Johnson v. Central Bank of the South

514 So. 2d 969 | Ala. | 1987

514 So.2d 969 (1987)

David E. JOHNSON
v.
CENTRAL BANK OF THE SOUTH.

85-1504.

Supreme Court of Alabama.

September 25, 1987.

Leon F. Stamp, Jr., Mobile, for appellant.

Larry U. Sims and Richard E. Davis of Coale, Helmsing, Lyons & Sims, Mobile, for appellee.

PER CURIAM.

David E. Johnson appeals from a summary judgment granted in favor of Central Bank of the South on his claim alleging conversion, wrongful repossession, wrongful detention, and misrepresentation.

On January 27, 1984, Johnson executed a note and a security agreement for $16,300 to Central Bank for the purchase of an automobile. In May 1985, Johnson defaulted on the note and Central Bank repossessed the automobile.

The note/security agreement contained a repossession clause that gave Central Bank the right to repossess without notice to the debtor. The agreement also contained both a non-modification clause, which required any changes in the agreement to be made in writing, and a non-waiver clause, which gave the lender the right to delay the enforcement of any of its rights under the agreement without destroying those rights in other instances.

Johnson argues on appeal that a jury question was presented as to whether Central Bank should be estopped from repossessing the automobile, since it was repossessed without giving Johnson prior notice, and whether the seizure of the automobile amounted to a conversion.
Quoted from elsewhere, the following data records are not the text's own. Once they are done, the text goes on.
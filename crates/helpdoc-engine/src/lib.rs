pub mod io;
pub mod parsing;
pub mod registry;
pub mod render;
pub mod source;

#[cfg(test)]
pub mod tests;

// Re-export key types for easier usage
pub use io::*;
pub use parsing::{DocRequest, FormatError, LeaderMode, format_document};
pub use registry::{NameRegistry, NameResolver};
pub use render::{
    CodeListing, DocContext, Event, EventLog, ModuleInfo, OutputFormat, RenderOptions, Renderer,
    Toolbox, check_balanced, render_document, render_listing,
};
pub use source::{SourceNames, extract_help_block};
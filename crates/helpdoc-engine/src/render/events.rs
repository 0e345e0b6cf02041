use std::fmt;

use super::{DocContext, ModuleInfo, Renderer};

/// One recorded renderer call.
#[derive(Debug, Clone, PartialEq, Eq)]
pub enum Event {
    ModuleStart {
        name: String,
        summary: String,
        is_member: bool,
    },
    ModuleEnd,
    Heading(String),
    ParagraphStart,
    ParagraphLine {
        text: String,
        signature: String,
    },
    ParagraphEnd,
    CodeStart,
    CodeLine(String),
    CodeEnd,
    TableStart,
    TableRow(String, String),
    TableSeparator,
    TableEnd,
    ListStart,
    ListItem(String),
    ListEnd,
    SeeAlsoStart,
    SeeAlsoEntry(String),
    SeeAlsoEnd,
}

/// The bracketed block an event opens or closes.
#[derive(Debug, Clone, Copy, PartialEq, Eq)]
pub enum BlockKind {
    Module,
    Paragraph,
    Code,
    Table,
    List,
    SeeAlso,
}

impl Event {
    pub fn opens(&self) -> Option<BlockKind> {
        match self {
            Event::ModuleStart { .. } => Some(BlockKind::Module),
            Event::ParagraphStart => Some(BlockKind::Paragraph),
            Event::CodeStart => Some(BlockKind::Code),
            Event::TableStart => Some(BlockKind::Table),
            Event::ListStart => Some(BlockKind::List),
            Event::SeeAlsoStart => Some(BlockKind::SeeAlso),
            _ => None,
        }
    }

    pub fn closes(&self) -> Option<BlockKind> {
        match self {
            Event::ModuleEnd => Some(BlockKind::Module),
            Event::ParagraphEnd => Some(BlockKind::Paragraph),
            Event::CodeEnd => Some(BlockKind::Code),
            Event::TableEnd => Some(BlockKind::Table),
            Event::ListEnd => Some(BlockKind::List),
            Event::SeeAlsoEnd => Some(BlockKind::SeeAlso),
            _ => None,
        }
    }
}

impl fmt::Display for Event {
    fn fmt(&self, f: &mut fmt::Formatter<'_>) -> fmt::Result {
        match self {
            Event::ModuleStart {
                name,
                summary,
                is_member,
            } => {
                write!(f, "module {name} {summary:?}")?;
                if *is_member {
                    f.write_str(" member")?;
                }
                Ok(())
            }
            Event::ModuleEnd => f.write_str("end module"),
            Event::Heading(text) => write!(f, "heading {text:?}"),
            Event::ParagraphStart => f.write_str("paragraph"),
            Event::ParagraphLine { text, signature } if signature.is_empty() => {
                write!(f, "line {text:?}")
            }
            Event::ParagraphLine { text, signature } => {
                write!(f, "line [{signature}] {text:?}")
            }
            Event::ParagraphEnd => f.write_str("end paragraph"),
            Event::CodeStart => f.write_str("code"),
            Event::CodeLine(text) => write!(f, "| {text}"),
            Event::CodeEnd => f.write_str("end code"),
            Event::TableStart => f.write_str("table"),
            Event::TableRow(col1, col2) => write!(f, "row {col1:?} {col2:?}"),
            Event::TableSeparator => f.write_str("separator"),
            Event::TableEnd => f.write_str("end table"),
            Event::ListStart => f.write_str("list"),
            Event::ListItem(text) => write!(f, "item {text:?}"),
            Event::ListEnd => f.write_str("end list"),
            Event::SeeAlsoStart => f.write_str("see-also"),
            Event::SeeAlsoEntry(name) => write!(f, "ref {name}"),
            Event::SeeAlsoEnd => f.write_str("end see-also"),
        }
    }
}

/// Renderer that records every call.
#[derive(Debug, Default, Clone)]
pub struct EventLog {
    events: Vec<Event>,
}

impl EventLog {
    pub fn new() -> Self {
        Self::default()
    }

    pub fn events(&self) -> &[Event] {
        &self.events
    }

    pub fn into_events(self) -> Vec<Event> {
        self.events
    }

    /// One event per line, indented by block depth.
    pub fn dump(&self) -> String {
        let mut out = String::new();
        let mut depth = 0usize;
        for event in &self.events {
            if event.closes().is_some() {
                depth = depth.saturating_sub(1);
            }
            out.push_str(&"  ".repeat(depth));
            out.push_str(&event.to_string());
            out.push('\n');
            if event.opens().is_some() {
                depth += 1;
            }
        }
        out
    }

    fn push(&mut self, event: Event) {
        self.events.push(event);
    }
}

impl Renderer for EventLog {
    fn module_start(&mut self, _ctx: &DocContext, info: &ModuleInfo<'_>) {
        self.push(Event::ModuleStart {
            name: info.name.to_string(),
            summary: info.summary.to_string(),
            is_member: info.is_member,
        });
    }

    fn module_end(&mut self) {
        self.push(Event::ModuleEnd);
    }

    fn heading(&mut self, _ctx: &DocContext, text: &str) {
        self.push(Event::Heading(text.to_string()));
    }

    fn paragraph_start(&mut self) {
        self.push(Event::ParagraphStart);
    }

    fn paragraph_line(&mut self, _ctx: &DocContext, text: &str, signature: &str) {
        self.push(Event::ParagraphLine {
            text: text.to_string(),
            signature: signature.to_string(),
        });
    }

    fn paragraph_end(&mut self) {
        self.push(Event::ParagraphEnd);
    }

    fn code_start(&mut self) {
        self.push(Event::CodeStart);
    }

    fn code_line(&mut self, text: &str) {
        self.push(Event::CodeLine(text.to_string()));
    }

    fn code_end(&mut self) {
        self.push(Event::CodeEnd);
    }

    fn table_start(&mut self) {
        self.push(Event::TableStart);
    }

    fn table_row(&mut self, _ctx: &DocContext, col1: &str, col2: &str) {
        self.push(Event::TableRow(col1.to_string(), col2.to_string()));
    }

    fn table_separator(&mut self) {
        self.push(Event::TableSeparator);
    }

    fn table_end(&mut self) {
        self.push(Event::TableEnd);
    }

    fn list_start(&mut self) {
        self.push(Event::ListStart);
    }

    fn list_item(&mut self, _ctx: &DocContext, text: &str) {
        self.push(Event::ListItem(text.to_string()));
    }

    fn list_end(&mut self) {
        self.push(Event::ListEnd);
    }

    fn see_also_start(&mut self) {
        self.push(Event::SeeAlsoStart);
    }

    fn see_also_entry(&mut self, name: &str) {
        self.push(Event::SeeAlsoEntry(name.to_string()));
    }

    fn see_also_end(&mut self) {
        self.push(Event::SeeAlsoEnd);
    }
}

#[derive(Debug, Clone, PartialEq, Eq, thiserror::Error)]
pub enum BalanceError {
    #[error("event {index} closes {found:?} but {expected:?} is innermost")]
    Mismatched {
        index: usize,
        expected: Option<BlockKind>,
        found: BlockKind,
    },
    #[error("blocks still open at end of stream: {0:?}")]
    Unclosed(Vec<BlockKind>),
}

/// Checks that start and end events form a valid bracket sequence.
pub fn check_balanced(events: &[Event]) -> Result<(), BalanceError> {
    let mut open = Vec::new();
    for (index, event) in events.iter().enumerate() {
        if let Some(kind) = event.opens() {
            open.push(kind);
        } else if let Some(found) = event.closes() {
            let expected = open.pop();
            if expected != Some(found) {
                return Err(BalanceError::Mismatched {
                    index,
                    expected,
                    found,
                });
            }
        }
    }
    if open.is_empty() {
        Ok(())
    } else {
        Err(BalanceError::Unclosed(open))
    }
}
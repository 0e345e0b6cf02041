use crate::registry::NameResolver;

/// Separator marking a qualified `Type.member` reference.
pub const QUALIFIER: char = '.';

/// Splits the payload of a see-also line into trimmed, non-empty names.
pub fn split_names(list: &str) -> impl Iterator<Item = &str> {
    list.split(',').map(str::trim).filter(|n| !n.is_empty())
}

/// Recovers the display casing of a cross-referenced name.
///
/// Qualified names pass through untouched. Other names take the registry's
/// casing when known; unknown names keep mixed case and are lowercased when
/// written all upper (or all lower) case, since help text conventionally
/// shouts function names.
pub fn resolve_name<N: NameResolver + ?Sized>(resolver: &N, name: &str) -> String {
    if name.contains(QUALIFIER) {
        return name.to_string();
    }
    if let Some(canonical) = resolver.resolve(name) {
        return canonical;
    }
    if is_mixed_case(name) {
        name.to_string()
    } else {
        name.to_lowercase()
    }
}

fn is_mixed_case(name: &str) -> bool {
    let has_upper = name.chars().any(char::is_uppercase);
    let has_lower = name.chars().any(char::is_lowercase);
    has_upper && has_lower
}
We affirm the judgment of the trial court on the authority of Williams v. Ford Motor Credit Co., 435 So.2d 66 (Ala.1983), and Hale v. Ford Motor Credit Co., 374 So.2d 849 (Ala.1979). This Court in Williams v. Ford Motor Credit Co., at 68, stated:

"We think our decision in Hale v. Ford Motor Credit Co., 374 So.2d 849 (Ala. 1979), in which this Court delineated the rights and obligations of the parties under the terms of a security agreement containing both a non-waiver acceleration clause and a non-modification clause, is controlling here. In Hale, supra, this Court ruled that the secured party is not required to give notice to the debtor prior to repossession, even though past-due *970 payments have been accepted on previous occasions. Further, this Court concluded that a security agreement is effective according to the terms expressed in the agreement and that the inadvertence of the debtor in failing to make timely payments cannot raise an estoppel against the contractual interest of the creditor under the express terms of the security agreement, when there has been no written modification as required by the terms of the agreement. 374 So.2d at 853; McAllister v. Langford Investigators, Inc., 380 So.2d 299, 300 (Ala.Civ. App.1980)."

AFFIRMED.

TORBERT, C.J., and JONES, SHORES, ADAMS and STEAGALL, JJ., concur.